▸ EXERCISE: Repeat exactly, and only, the lines of the entries below from the one with "With no statements" through the one with "fn config(&self) ->", both ends included.

Collected data entries:
use std::{
    io::{self, BufRead, BufReader},
    path::PathBuf,
    process::ExitCode,
};

use anyhow::{Context, Result};
use clap::{ArgAction, Parser};
use sql_expand::{
    client_options::ClientOptions,
    config::Config,
    exec::DryRun,
    resolve::{ProcessSource, process_stdin},
    session::{Session, SessionError},
    template::ExpandError,
};
use tracing::{debug, error};
use tracing_subscriber::EnvFilter;

/// Environment variable holding the log filter.
const LOG_ENV: &str = "SQL_EXPAND_LOG";
/// Exit status when a template cannot be expanded.
const EXPAND_FAILED: u8 = 5;

#[derive(Parser)]
#[command(
    version = env!("CARGO_PKG_VERSION"),
    about = "Expand and run SQL statement templates",
    override_usage = "sql-expand [OPTIONS] [database] ['<sql-commands>'...]",
    after_help = "Statements may include $VAR, ${VAR}, $#VAR and $,VAR for lists, $@VAR for file contents and $- for stdin.",
    disable_help_flag = true
)]
struct Cli {
    /// Client option file (default ~/.my.cnf, or $SQL_CNF)
    #[arg(long)]
    sql_conf: Option<String>,

    #[arg(short = 'h', long)]
    sql_host: Option<String>,

    #[arg(long)]
    sql_port: Option<u16>,

    #[arg(short = 'u', long)]
    sql_user: Option<String>,

    #[arg(short = 'p', long)]
    sql_pass: Option<String>,

    #[arg(short = 'd', long)]
    sql_database: Option<String>,

    /// Log each statement as it runs
    #[arg(short = 'v', long)]
    debug: bool,

    /// Print the insert id after each change
    #[arg(short = 'i', long = "id")]
    report_id: bool,

    /// Print the number of affected rows after each change
    #[arg(short = 'c', long = "changes")]
    report_changes: bool,

    /// Fail updates and deletes that do not use a key
    #[arg(long)]
    safe: bool,

    /// Never enable safe updates
    #[arg(long = "unsafe")]
    unsafe_updates: bool,

    /// Count a change that touches no rows as a failure
    #[arg(short = 'C', long)]
    status_changes: bool,

    /// Run statements without $ expansion
    #[arg(short = 'x', long)]
    no_expand: bool,

    /// Run everything in one transaction
    #[arg(short = 't', long)]
    transaction: bool,

    /// Do not retry a statement that hit a deadlock
    #[arg(short = 'A', long)]
    abort_deadlock: bool,

    /// Pause briefly after each statement
    #[arg(long)]
    slow: bool,

    /// Run configuration (TOML)
    #[arg(long)]
    config: Option<PathBuf>,

    #[arg(long, action = ArgAction::Help)]
    help: Option<bool>,

    /// Database (unless -d is given), then statements. With no statements
    ///  each line of stdin is one.
    args: Vec<String>,
}

impl Cli {
    /// Config file values with the command-line switches turned on top.
    fn config(&self) -> Result<Config> {
        let mut config = Config::discover(self.config.as_deref()).context("loading configuration")?;
        config.no_expand |= self.no_expand;
        config.debug |= self.debug;
        config.safe |= self.safe;
        config.unsafe_updates |= self.unsafe_updates;
        config.transaction |= self.transaction;
        config.abort_deadlock |= self.abort_deadlock;
        config.report_id |= self.report_id;
        config.report_changes |= self.report_changes;
        config.status_changes |= self.status_changes;
        config.slow |= self.slow;
        Ok(config)
    }
}

fn init_logging(debug: bool) {
    let filter = EnvFilter::try_from_env(LOG_ENV)
        .unwrap_or_else(|_| EnvFilter::new(if debug { "debug" } else { "warn" }));
    tracing_subscriber::fmt()
        .with_writer(io::stderr)
        .with_env_filter(filter)
        .init();
}

fn run(cli: Cli, config: Config) -> Result<u32> {
    let mut statements = cli.args.into_iter();
    let database = match cli.sql_database {
        Some(database) => Some(database),
        None => statements.next(),
    };
    let options = ClientOptions {
        host: cli.sql_host,
        port: cli.sql_port,
        user: cli.sql_user,
        password: cli.sql_pass,
        database,
        ..ClientOptions::default()
    }
    .load(cli.sql_conf.as_deref())
    .context("reading client options")?;
    debug!(
        host = options.host().unwrap_or("localhost"),
        port = options.port,
        user = options.user.as_deref(),
        database = options.database.as_deref(),
        tls = options.use_tls(),
        "client options"
    );

    // Nothing here talks to a server: statements are printed
    let executor = DryRun::new(io::stdout());
    let mut session = Session::new(config, executor, ProcessSource::new(), io::stdout())?;
    session.begin()?;

    let statements: Vec<String> = statements.collect();
    if statements.is_empty() {
        if let Some(stdin) = process_stdin().claim() {
            for line in BufReader::new(stdin).lines() {
                let line = line.context("reading stdin")?;
                if line.trim().is_empty() {
                    continue;
                }
                session.run(&line)?;
            }
        }
    } else {
        for statement in &statements {
            session.run(statement)?;
        }
    }

    Ok(session.finish()?)
}

fn exit_status(e: &anyhow::Error) -> u8 {
    let expand = e.downcast_ref::<ExpandError>().is_some()
        || matches!(e.downcast_ref::<SessionError>(), Some(SessionError::Expand(_)));
    if expand { EXPAND_FAILED } else { 1 }
}

fn main() -> ExitCode {
    let cli = Cli::parse();
    let config = cli.config();
    init_logging(cli.debug || config.as_ref().is_ok_and(|c| c.debug));

    match config.and_then(|config| run(cli, config)) {
        Ok(failures) => ExitCode::from(u8::try_from(failures).unwrap_or(u8::MAX)),
        Err(e) => {
            error!("{e:#}");
            ExitCode::from(exit_status(&e))
        }
    }
}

▸ EXERCISE RESPONSE:
    /// Database (unless -d is given), then statements. With no statements
    ///  each line of stdin is one.
    args: Vec<String>,
}

impl Cli {
    /// Config file values with the command-line switches turned on top.
    fn config(&self) -> Result<Config> {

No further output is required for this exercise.